• TASK TO COMPLETE: For this exercise, copy each line of the records that contains the word "SinglyLinkedList".

• ENTRIES PROVIDED:
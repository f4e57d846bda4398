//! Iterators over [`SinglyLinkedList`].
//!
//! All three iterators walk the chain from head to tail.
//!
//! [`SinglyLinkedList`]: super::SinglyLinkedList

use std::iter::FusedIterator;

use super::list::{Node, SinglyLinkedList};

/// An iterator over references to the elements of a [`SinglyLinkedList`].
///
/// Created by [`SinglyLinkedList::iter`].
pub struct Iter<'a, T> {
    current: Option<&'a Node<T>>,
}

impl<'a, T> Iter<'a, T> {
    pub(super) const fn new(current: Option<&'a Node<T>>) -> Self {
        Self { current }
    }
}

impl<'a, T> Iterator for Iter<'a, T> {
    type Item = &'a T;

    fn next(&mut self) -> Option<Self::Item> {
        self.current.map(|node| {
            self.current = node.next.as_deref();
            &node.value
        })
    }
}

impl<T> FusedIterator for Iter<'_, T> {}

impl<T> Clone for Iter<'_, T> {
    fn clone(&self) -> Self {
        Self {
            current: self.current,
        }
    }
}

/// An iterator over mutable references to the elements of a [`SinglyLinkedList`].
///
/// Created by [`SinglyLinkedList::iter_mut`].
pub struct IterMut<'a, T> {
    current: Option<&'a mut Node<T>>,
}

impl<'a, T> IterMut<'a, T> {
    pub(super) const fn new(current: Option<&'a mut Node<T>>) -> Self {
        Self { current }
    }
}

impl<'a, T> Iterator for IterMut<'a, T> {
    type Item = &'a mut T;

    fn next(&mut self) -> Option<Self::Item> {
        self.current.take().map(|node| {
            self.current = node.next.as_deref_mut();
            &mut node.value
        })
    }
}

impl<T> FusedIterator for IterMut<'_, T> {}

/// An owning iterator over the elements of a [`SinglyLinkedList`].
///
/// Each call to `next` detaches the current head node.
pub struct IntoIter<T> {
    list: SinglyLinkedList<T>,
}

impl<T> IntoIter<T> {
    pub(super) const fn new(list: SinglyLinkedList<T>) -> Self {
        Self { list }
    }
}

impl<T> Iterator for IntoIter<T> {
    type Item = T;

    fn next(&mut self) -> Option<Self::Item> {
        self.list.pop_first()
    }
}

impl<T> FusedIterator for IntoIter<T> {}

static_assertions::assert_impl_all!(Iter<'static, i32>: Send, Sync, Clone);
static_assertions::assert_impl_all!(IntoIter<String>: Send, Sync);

• WRITTEN SOLUTION:
//! Iterators over [`SinglyLinkedList`].
//! [`SinglyLinkedList`]: super::SinglyLinkedList
use super::list::{Node, SinglyLinkedList};
/// An iterator over references to the elements of a [`SinglyLinkedList`].
/// Created by [`SinglyLinkedList::iter`].
/// An iterator over mutable references to the elements of a [`SinglyLinkedList`].
/// Created by [`SinglyLinkedList::iter_mut`].
/// An owning iterator over the elements of a [`SinglyLinkedList`].
    list: SinglyLinkedList<T>,
    pub(super) const fn new(list: SinglyLinkedList<T>) -> Self {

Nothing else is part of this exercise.